Eleven studies (3401 women and 6802 fetuses/infants) fulfilled the inclusion criteria. Among all twin gestations, there were no significant differences between the vaginal progesterone and placebo or no treatment groups in the risk of preterm birth <34 weeks (relative risk, 0.99; 95% confidence interval, 0.84-1.17; high-quality evidence), <37 weeks (relative risk, 0.99; 95% confidence interval, 0.92-1.06; high-quality evidence), and <28 weeks (relative risk, 1.00; 95% confidence interval, 0.64-1.55; moderate-quality evidence), and spontaneous preterm birth <34 weeks of gestation (relative risk, 0.97; 95% confidence interval, 0.80-1.18; high-quality evidence). Vaginal progesterone had no significant effect on any of the perinatal outcomes evaluated. Subgroup analyses showed that there was no evidence of a different effect of vaginal progesterone on preterm birth <34 weeks of gestation related to chorionicity, type of conception, history of spontaneous preterm birth, daily dose of vaginal progesterone, and gestational age at initiation of treatment. The frequencies of preterm birth <37, <34, <32, <30, and <28 weeks of gestation and adverse perinatal outcomes did not significantly differ between the vaginal progesterone and placebo or no treatment groups in unselected twin gestations (8 studies; 3274 women and 6548 fetuses/infants). Among twin gestations with a transvaginal sonographic cervical length <30 mm (6 studies; 306 women and 612 fetuses/infants), vaginal progesterone was associated with a significant decrease in the risk of preterm birth occurring at <28 to <32 gestational weeks (relative risks, 0.48-0.65; moderate- to high-quality evidence), neonatal death (relative risk, 0.32; 95% confidence interval, 0.11-0.92; moderate-quality evidence), and birthweight <1500 g (relative risk, 0.60; 95% confidence interval, 0.39-0.88; high-quality evidence). Vaginal progesterone significantly reduced the risk of preterm birth occurring at <28 to <34 gestational weeks (relative risks, 0.41-0.68), composite neonatal morbidity and mortality (relative risk, 0.59; 95% confidence interval, 0.33-0.98), and birthweight <1500 g (relative risk, 0.55; 95% confidence interval, 0.33-0.94) in twin gestations with a transvaginal sonographic cervical length ≤25 mm (6 studies; 95 women and 190 fetuses/infants). The quality of evidence was moderate for all these outcomes.
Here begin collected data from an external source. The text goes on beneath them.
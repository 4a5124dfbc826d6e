//! Mesh vertex layout, CPU-side mesh data and GPU mesh buffers.

use thiserror::Error;
use wgpu::util::DeviceExt;

use crate::data_structures::handle::Handle;

/// Types that describe their own vertex buffer layout.
pub trait Vertex {
    fn desc() -> wgpu::VertexBufferLayout<'static>;
}

/// Interleaved vertex shared by every mesh in the demo.
#[repr(C)]
#[derive(Copy, Clone, Debug, Default, PartialEq, bytemuck::Pod, bytemuck::Zeroable)]
pub struct MeshVertex {
    pub position: [f32; 3],
    pub uv: [f32; 2],
    pub normal: [f32; 3],
    pub tangent: [f32; 3],
}

impl MeshVertex {
    /// Number of `f32` values per vertex. The tessellation shaders read the
    /// vertex buffer as a flat float array and rely on this stride.
    pub const FLOATS: usize = 11;

    const ATTRIBS: [wgpu::VertexAttribute; 4] = wgpu::vertex_attr_array![
        0 => Float32x3,
        1 => Float32x2,
        2 => Float32x3,
        3 => Float32x3
    ];
}

impl Vertex for MeshVertex {
    fn desc() -> wgpu::VertexBufferLayout<'static> {
        wgpu::VertexBufferLayout {
            array_stride: std::mem::size_of::<MeshVertex>() as wgpu::BufferAddress,
            step_mode: wgpu::VertexStepMode::Vertex,
            attributes: &Self::ATTRIBS,
        }
    }
}

#[derive(Debug, Error, PartialEq, Eq)]
pub enum MeshError {
    #[error("mesh has no triangles")]
    Empty,
    #[error("index count {0} is not a multiple of 3")]
    PartialTriangle(usize),
    #[error("index {index} at position {position} is out of range for {vertex_count} vertices")]
    IndexOutOfRange {
        position: usize,
        index: u32,
        vertex_count: usize,
    },
}

/// Validated triangle-list geometry, ready for upload.
#[derive(Clone, Debug, PartialEq)]
pub struct MeshData {
    vertices: Vec<MeshVertex>,
    indices: Vec<u32>,
}

impl MeshData {
    /// Checks that the indices form whole triangles and stay inside the vertex
    /// buffer.
    pub fn new(vertices: Vec<MeshVertex>, indices: Vec<u32>) -> Result<Self, MeshError> {
        if indices.is_empty() {
            return Err(MeshError::Empty);
        }
        if indices.len() % 3 != 0 {
            return Err(MeshError::PartialTriangle(indices.len()));
        }
        if let Some((position, &index)) = indices
            .iter()
            .enumerate()
            .find(|(_, i)| **i as usize >= vertices.len())
        {
            return Err(MeshError::IndexOutOfRange {
                position,
                index,
                vertex_count: vertices.len(),
            });
        }
        Ok(Self { vertices, indices })
    }

    pub fn vertices(&self) -> &[MeshVertex] {
        &self.vertices
    }

    pub fn indices(&self) -> &[u32] {
        &self.indices
    }

    pub fn index_count(&self) -> u32 {
        self.indices.len() as u32
    }
}

/// GPU buffers for one mesh. Dropping the mesh releases both buffers.
#[derive(Debug)]
pub struct Mesh {
    pub name: String,
    pub vertex_buffer: wgpu::Buffer,
    pub index_buffer: wgpu::Buffer,
    pub index_count: u32,
}

impl Mesh {
    /// Uploads `data`. Both buffers are also usable as read-only storage so the
    /// tessellation path can fetch control points directly.
    pub fn upload(device: &wgpu::Device, name: &str, data: &MeshData) -> Self {
        let vertex_buffer = device.create_buffer_init(&wgpu::util::BufferInitDescriptor {
            label: Some(&format!("{:?} Vertex Buffer", name)),
            contents: bytemuck::cast_slice(data.vertices()),
            usage: wgpu::BufferUsages::VERTEX | wgpu::BufferUsages::STORAGE,
        });
        let index_buffer = device.create_buffer_init(&wgpu::util::BufferInitDescriptor {
            label: Some(&format!("{:?} Index Buffer", name)),
            contents: bytemuck::cast_slice(data.indices()),
            usage: wgpu::BufferUsages::INDEX | wgpu::BufferUsages::STORAGE,
        });
        Self {
            name: name.to_string(),
            vertex_buffer,
            index_buffer,
            index_count: data.index_count(),
        }
    }
}

/// A shared, non-owning reference to an uploaded mesh.
///
/// Meshes are immutable once uploaded, so the index count travels with the
/// handle and frame recording never has to reach into GPU objects.
#[derive(Clone, Copy, Debug, PartialEq, Eq, Hash)]
pub struct MeshRef {
    pub handle: Handle<Mesh>,
    pub index_count: u32,
}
Vaginal progesterone does not prevent preterm birth, nor does it improve perinatal outcomes in unselected twin gestations, but it appears to reduce the risk of preterm birth occurring at early gestational ages and of neonatal morbidity and mortality in twin gestations with a sonographic short cervix. However, more evidence is needed before recommending this intervention to this subset of patients.